• Task item:
Return the lines below that contain the word "reason".

Start of Data listing

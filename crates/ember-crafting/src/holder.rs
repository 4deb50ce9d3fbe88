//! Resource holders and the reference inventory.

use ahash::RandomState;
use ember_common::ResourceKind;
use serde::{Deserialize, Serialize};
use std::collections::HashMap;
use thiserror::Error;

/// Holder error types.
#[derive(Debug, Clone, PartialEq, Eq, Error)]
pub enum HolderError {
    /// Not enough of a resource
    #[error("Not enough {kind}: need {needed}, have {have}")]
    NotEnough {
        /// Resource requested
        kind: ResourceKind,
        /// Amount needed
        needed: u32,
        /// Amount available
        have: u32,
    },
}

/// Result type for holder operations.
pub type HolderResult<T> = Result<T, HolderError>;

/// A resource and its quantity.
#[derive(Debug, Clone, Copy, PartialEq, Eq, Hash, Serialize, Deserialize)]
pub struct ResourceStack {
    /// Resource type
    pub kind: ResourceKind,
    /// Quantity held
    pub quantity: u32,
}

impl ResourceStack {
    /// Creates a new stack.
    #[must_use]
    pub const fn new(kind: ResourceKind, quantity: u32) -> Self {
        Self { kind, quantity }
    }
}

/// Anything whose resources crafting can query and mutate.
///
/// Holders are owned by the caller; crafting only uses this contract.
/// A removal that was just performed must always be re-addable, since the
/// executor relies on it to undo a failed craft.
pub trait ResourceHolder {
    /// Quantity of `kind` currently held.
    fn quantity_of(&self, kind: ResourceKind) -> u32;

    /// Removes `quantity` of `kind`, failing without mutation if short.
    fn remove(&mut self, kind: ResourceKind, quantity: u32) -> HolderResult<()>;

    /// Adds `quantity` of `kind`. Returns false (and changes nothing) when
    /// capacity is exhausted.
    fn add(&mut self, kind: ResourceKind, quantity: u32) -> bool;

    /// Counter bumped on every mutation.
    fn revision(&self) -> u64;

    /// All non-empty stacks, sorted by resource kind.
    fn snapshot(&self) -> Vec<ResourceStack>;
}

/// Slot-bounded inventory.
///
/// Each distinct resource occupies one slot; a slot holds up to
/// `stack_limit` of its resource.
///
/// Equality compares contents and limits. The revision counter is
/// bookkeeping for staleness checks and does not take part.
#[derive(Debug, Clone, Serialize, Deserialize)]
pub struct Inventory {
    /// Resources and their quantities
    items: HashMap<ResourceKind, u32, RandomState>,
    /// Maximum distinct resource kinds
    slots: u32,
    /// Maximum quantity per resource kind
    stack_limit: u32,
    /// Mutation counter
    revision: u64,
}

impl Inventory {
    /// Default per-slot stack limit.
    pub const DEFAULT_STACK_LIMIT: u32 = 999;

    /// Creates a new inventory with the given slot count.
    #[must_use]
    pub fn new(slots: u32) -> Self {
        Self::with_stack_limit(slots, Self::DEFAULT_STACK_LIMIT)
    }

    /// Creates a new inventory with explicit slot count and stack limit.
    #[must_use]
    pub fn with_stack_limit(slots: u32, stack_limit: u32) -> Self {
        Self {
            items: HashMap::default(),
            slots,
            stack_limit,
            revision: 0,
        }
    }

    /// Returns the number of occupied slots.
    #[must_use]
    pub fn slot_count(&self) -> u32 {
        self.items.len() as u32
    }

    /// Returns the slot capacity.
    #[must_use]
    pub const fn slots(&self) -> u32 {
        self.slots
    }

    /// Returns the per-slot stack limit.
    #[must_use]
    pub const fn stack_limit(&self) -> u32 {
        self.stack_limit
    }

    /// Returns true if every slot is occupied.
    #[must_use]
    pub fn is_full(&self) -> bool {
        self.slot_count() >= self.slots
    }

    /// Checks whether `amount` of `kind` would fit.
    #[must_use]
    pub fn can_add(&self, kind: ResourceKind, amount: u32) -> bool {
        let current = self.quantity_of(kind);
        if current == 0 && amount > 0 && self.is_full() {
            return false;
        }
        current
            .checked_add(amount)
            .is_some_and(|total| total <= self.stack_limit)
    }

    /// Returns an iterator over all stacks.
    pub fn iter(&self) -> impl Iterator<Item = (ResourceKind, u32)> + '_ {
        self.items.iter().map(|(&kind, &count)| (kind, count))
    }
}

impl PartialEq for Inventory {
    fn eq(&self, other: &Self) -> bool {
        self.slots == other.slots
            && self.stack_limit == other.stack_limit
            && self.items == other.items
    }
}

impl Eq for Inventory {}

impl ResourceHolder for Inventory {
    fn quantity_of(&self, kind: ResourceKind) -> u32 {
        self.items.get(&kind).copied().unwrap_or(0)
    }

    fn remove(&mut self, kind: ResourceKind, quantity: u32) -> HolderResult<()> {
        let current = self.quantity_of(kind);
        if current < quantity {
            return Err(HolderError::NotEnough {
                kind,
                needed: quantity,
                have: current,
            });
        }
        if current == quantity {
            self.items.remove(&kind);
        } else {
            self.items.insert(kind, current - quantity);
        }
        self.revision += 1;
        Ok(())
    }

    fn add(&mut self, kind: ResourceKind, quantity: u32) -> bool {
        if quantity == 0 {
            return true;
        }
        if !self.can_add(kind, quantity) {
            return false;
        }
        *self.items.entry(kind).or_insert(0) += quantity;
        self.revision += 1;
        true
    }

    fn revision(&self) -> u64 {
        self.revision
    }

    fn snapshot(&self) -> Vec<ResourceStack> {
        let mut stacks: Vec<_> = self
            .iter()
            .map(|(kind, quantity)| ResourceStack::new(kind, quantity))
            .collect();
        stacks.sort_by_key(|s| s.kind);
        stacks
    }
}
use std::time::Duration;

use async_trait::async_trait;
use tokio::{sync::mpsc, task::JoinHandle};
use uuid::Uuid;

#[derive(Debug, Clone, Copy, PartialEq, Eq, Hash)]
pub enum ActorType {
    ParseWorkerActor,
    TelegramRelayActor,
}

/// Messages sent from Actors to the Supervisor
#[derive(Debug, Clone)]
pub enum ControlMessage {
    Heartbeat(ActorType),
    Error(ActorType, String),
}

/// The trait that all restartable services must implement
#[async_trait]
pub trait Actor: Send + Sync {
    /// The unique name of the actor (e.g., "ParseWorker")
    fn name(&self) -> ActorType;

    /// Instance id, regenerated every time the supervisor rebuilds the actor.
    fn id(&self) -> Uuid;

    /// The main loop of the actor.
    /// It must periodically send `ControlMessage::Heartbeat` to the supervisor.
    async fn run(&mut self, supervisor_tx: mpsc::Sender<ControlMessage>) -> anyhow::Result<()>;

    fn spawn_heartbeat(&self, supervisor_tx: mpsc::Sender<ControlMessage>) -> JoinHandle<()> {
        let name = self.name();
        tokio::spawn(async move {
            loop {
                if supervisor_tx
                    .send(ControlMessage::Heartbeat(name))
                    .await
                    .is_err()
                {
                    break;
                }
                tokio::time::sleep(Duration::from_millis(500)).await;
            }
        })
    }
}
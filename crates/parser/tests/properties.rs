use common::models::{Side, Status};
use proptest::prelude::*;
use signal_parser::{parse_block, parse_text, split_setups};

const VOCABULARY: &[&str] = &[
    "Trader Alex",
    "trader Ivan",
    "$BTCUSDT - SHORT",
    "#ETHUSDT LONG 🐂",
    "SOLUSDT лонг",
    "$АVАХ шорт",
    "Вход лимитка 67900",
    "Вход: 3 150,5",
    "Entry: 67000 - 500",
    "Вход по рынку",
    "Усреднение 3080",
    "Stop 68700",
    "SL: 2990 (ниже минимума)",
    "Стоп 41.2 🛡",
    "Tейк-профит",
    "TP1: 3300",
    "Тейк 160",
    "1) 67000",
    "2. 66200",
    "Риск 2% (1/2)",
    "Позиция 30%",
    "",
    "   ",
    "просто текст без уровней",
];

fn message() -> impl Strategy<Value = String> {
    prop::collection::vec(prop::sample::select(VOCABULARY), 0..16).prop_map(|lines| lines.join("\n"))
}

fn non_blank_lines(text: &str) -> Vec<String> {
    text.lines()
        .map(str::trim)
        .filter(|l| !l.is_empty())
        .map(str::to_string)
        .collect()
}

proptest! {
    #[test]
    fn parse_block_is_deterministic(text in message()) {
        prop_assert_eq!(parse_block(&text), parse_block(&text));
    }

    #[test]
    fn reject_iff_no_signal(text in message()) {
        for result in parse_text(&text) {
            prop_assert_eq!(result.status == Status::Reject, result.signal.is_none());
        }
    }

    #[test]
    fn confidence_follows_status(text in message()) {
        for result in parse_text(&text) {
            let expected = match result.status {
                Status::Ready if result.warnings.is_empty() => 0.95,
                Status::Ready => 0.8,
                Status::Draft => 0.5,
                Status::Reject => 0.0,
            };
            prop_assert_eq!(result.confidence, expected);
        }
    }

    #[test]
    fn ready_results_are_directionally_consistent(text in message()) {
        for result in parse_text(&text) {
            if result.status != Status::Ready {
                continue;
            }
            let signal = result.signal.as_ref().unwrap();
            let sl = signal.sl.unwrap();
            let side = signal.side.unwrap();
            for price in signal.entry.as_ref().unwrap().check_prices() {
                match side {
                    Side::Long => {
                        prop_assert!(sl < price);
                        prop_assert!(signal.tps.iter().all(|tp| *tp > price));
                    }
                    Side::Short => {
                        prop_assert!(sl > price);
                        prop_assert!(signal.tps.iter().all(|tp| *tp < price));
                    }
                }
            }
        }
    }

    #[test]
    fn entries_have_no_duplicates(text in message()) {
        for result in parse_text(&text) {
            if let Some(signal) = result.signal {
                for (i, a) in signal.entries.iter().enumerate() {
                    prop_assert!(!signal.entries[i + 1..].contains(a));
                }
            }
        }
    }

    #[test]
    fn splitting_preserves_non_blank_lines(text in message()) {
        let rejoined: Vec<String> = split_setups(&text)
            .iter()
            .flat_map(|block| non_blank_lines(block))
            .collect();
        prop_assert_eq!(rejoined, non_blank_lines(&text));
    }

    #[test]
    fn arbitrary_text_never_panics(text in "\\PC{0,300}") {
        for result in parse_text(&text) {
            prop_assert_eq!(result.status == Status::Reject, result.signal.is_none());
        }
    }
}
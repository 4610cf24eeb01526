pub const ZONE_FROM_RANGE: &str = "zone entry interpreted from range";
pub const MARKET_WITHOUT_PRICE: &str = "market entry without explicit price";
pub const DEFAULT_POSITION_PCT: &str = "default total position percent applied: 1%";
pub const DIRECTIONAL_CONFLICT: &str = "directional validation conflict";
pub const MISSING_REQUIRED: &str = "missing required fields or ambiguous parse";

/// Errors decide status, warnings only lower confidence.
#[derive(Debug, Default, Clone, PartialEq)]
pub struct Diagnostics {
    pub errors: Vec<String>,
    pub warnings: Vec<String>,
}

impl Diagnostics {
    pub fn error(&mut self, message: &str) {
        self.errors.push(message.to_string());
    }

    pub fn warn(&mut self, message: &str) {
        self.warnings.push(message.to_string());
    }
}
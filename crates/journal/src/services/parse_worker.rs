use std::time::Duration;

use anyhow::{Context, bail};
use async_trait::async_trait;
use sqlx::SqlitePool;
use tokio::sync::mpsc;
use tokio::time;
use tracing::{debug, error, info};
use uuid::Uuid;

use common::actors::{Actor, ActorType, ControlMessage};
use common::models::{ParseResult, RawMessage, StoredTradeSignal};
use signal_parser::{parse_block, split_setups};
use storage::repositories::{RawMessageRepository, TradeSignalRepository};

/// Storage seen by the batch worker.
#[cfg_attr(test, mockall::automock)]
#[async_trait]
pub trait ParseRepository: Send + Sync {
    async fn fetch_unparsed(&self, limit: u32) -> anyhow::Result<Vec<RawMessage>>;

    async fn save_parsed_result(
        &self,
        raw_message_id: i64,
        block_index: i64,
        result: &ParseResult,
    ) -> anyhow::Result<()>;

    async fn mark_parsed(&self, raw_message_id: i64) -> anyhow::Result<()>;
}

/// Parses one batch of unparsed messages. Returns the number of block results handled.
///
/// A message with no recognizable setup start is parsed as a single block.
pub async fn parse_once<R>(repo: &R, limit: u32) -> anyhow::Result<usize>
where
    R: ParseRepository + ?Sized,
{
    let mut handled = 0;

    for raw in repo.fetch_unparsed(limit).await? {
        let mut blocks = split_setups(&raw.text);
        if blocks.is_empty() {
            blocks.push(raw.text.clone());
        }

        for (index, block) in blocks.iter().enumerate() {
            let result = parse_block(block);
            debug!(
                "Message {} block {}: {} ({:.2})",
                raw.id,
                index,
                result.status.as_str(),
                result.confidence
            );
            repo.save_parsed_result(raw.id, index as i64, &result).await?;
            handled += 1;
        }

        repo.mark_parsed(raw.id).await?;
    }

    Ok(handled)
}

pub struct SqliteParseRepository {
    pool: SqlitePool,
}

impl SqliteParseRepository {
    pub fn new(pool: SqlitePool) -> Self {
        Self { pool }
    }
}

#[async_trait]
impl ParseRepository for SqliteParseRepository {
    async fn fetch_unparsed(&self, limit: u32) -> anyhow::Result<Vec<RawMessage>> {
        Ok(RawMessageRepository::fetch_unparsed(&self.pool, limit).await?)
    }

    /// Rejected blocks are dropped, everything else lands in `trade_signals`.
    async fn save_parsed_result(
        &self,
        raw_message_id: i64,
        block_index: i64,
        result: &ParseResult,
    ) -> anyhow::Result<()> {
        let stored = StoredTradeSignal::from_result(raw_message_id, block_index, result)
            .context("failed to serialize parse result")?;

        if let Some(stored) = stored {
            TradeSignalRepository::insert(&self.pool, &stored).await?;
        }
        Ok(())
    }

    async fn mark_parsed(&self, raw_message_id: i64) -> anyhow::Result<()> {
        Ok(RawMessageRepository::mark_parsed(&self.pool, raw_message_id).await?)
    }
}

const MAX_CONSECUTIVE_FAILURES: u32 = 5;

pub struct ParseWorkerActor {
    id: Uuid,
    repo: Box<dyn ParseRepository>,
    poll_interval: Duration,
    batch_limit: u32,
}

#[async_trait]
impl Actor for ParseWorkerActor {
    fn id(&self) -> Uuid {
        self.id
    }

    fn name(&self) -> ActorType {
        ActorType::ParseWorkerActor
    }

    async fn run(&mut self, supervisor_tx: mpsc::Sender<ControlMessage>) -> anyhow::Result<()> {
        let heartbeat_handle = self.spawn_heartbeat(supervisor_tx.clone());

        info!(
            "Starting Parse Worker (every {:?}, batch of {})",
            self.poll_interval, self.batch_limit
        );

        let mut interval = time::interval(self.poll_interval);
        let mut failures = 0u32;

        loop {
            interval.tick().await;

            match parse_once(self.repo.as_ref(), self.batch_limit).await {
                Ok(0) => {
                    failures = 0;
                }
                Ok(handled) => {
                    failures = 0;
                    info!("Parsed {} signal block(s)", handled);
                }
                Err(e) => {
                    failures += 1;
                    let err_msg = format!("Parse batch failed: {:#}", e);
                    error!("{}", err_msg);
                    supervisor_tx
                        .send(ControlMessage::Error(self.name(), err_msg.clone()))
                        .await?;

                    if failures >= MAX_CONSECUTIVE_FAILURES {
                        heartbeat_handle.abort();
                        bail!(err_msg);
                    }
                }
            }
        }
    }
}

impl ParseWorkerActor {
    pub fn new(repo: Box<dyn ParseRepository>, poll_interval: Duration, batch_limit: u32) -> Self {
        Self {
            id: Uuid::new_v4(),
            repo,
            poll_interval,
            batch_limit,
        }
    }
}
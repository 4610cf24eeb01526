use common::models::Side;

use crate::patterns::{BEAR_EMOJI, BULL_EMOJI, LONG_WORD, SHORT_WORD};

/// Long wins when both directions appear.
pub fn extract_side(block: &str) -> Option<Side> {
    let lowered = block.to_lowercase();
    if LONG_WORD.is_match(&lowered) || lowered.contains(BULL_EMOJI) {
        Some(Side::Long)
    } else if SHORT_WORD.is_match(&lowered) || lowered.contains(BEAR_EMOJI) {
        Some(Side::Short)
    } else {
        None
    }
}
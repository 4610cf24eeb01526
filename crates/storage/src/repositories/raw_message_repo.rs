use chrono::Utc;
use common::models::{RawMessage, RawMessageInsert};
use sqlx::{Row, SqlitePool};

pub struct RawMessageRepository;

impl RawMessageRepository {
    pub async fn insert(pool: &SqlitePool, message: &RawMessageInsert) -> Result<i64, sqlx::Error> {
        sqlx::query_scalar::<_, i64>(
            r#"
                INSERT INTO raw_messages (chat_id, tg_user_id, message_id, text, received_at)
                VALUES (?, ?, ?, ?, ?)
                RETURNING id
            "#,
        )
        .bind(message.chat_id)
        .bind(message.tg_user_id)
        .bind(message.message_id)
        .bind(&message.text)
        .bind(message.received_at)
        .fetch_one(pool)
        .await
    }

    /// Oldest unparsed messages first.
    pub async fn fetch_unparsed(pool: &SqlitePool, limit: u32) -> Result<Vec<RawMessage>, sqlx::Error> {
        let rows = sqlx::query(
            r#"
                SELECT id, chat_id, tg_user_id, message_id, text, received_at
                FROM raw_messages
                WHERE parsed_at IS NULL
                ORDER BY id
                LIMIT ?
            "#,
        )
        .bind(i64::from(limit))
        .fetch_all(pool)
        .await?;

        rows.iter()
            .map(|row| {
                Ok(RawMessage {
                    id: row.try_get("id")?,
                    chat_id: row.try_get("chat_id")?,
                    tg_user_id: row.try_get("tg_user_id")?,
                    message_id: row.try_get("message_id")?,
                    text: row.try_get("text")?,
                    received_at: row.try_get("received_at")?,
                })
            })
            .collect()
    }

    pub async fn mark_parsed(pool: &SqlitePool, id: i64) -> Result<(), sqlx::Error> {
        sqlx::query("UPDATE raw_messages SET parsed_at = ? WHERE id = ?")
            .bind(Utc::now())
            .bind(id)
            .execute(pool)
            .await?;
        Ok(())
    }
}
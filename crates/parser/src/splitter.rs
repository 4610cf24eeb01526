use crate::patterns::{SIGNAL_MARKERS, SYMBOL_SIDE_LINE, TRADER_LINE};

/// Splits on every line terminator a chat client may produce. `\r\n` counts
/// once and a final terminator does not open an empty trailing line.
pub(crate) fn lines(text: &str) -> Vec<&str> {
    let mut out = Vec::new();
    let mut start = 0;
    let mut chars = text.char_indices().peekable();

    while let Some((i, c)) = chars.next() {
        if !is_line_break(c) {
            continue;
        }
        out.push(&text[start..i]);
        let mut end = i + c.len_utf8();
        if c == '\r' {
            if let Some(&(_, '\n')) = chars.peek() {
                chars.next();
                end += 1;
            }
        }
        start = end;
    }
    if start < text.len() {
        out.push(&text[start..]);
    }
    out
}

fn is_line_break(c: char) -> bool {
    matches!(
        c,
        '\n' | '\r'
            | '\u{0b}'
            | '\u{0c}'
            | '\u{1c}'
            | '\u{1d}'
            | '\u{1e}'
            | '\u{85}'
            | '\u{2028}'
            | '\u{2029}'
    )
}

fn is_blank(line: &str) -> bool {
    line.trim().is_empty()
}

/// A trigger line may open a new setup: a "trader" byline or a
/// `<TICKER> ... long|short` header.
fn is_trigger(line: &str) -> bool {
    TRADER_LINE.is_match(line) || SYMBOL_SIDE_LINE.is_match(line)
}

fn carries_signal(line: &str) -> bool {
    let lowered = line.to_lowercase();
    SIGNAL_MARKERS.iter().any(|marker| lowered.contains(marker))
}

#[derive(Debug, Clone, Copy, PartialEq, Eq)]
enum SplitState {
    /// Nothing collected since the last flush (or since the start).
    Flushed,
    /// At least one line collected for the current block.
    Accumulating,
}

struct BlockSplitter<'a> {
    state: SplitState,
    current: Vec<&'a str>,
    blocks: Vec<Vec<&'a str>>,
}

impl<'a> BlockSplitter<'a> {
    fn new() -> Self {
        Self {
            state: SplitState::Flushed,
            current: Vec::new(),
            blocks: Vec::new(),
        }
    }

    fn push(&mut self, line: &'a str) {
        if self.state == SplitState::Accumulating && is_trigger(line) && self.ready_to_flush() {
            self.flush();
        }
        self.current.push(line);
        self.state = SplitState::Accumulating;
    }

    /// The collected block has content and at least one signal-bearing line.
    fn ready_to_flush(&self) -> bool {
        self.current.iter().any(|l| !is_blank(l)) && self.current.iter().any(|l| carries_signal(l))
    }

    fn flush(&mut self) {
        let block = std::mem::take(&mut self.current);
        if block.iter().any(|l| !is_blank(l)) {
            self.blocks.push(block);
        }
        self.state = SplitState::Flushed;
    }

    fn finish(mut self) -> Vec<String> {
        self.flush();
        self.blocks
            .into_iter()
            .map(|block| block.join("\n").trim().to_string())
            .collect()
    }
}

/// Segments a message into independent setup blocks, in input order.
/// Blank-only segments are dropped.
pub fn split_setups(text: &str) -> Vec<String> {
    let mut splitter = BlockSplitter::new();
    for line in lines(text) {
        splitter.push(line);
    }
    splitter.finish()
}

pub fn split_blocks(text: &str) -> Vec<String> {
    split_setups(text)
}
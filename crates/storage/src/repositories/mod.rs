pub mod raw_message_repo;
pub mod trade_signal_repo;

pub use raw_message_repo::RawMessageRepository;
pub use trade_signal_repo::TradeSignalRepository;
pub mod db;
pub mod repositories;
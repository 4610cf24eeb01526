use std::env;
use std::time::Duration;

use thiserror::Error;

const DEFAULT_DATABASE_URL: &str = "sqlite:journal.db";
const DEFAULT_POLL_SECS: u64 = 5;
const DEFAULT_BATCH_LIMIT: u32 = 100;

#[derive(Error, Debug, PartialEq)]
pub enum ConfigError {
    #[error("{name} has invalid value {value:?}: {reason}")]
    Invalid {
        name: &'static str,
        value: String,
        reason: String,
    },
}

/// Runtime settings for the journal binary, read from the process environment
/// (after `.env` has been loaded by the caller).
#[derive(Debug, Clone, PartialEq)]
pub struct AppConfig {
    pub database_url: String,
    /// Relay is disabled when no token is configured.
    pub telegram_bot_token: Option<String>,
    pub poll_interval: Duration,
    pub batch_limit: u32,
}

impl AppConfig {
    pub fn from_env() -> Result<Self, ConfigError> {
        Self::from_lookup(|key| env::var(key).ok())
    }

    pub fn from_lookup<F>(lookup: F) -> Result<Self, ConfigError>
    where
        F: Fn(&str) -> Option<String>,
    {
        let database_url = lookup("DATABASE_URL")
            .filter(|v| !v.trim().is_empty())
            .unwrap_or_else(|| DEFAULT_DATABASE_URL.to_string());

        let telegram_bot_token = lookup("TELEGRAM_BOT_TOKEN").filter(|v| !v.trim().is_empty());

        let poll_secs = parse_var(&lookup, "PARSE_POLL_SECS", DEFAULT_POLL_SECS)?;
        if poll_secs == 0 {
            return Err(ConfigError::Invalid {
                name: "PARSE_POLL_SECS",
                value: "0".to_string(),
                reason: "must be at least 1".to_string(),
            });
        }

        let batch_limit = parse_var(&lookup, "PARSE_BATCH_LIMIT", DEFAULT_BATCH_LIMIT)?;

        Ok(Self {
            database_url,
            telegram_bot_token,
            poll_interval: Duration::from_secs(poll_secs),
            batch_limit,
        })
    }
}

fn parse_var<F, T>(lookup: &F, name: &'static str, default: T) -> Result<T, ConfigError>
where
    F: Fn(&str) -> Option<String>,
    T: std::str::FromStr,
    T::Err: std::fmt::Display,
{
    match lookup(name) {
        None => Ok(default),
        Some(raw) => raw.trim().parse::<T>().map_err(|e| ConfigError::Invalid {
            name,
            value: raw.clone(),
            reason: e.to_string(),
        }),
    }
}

End of Data listing

• Written response:
    #[error("{name} has invalid value {value:?}: {reason}")]
        reason: String,
                reason: "must be at least 1".to_string(),
            reason: e.to_string(),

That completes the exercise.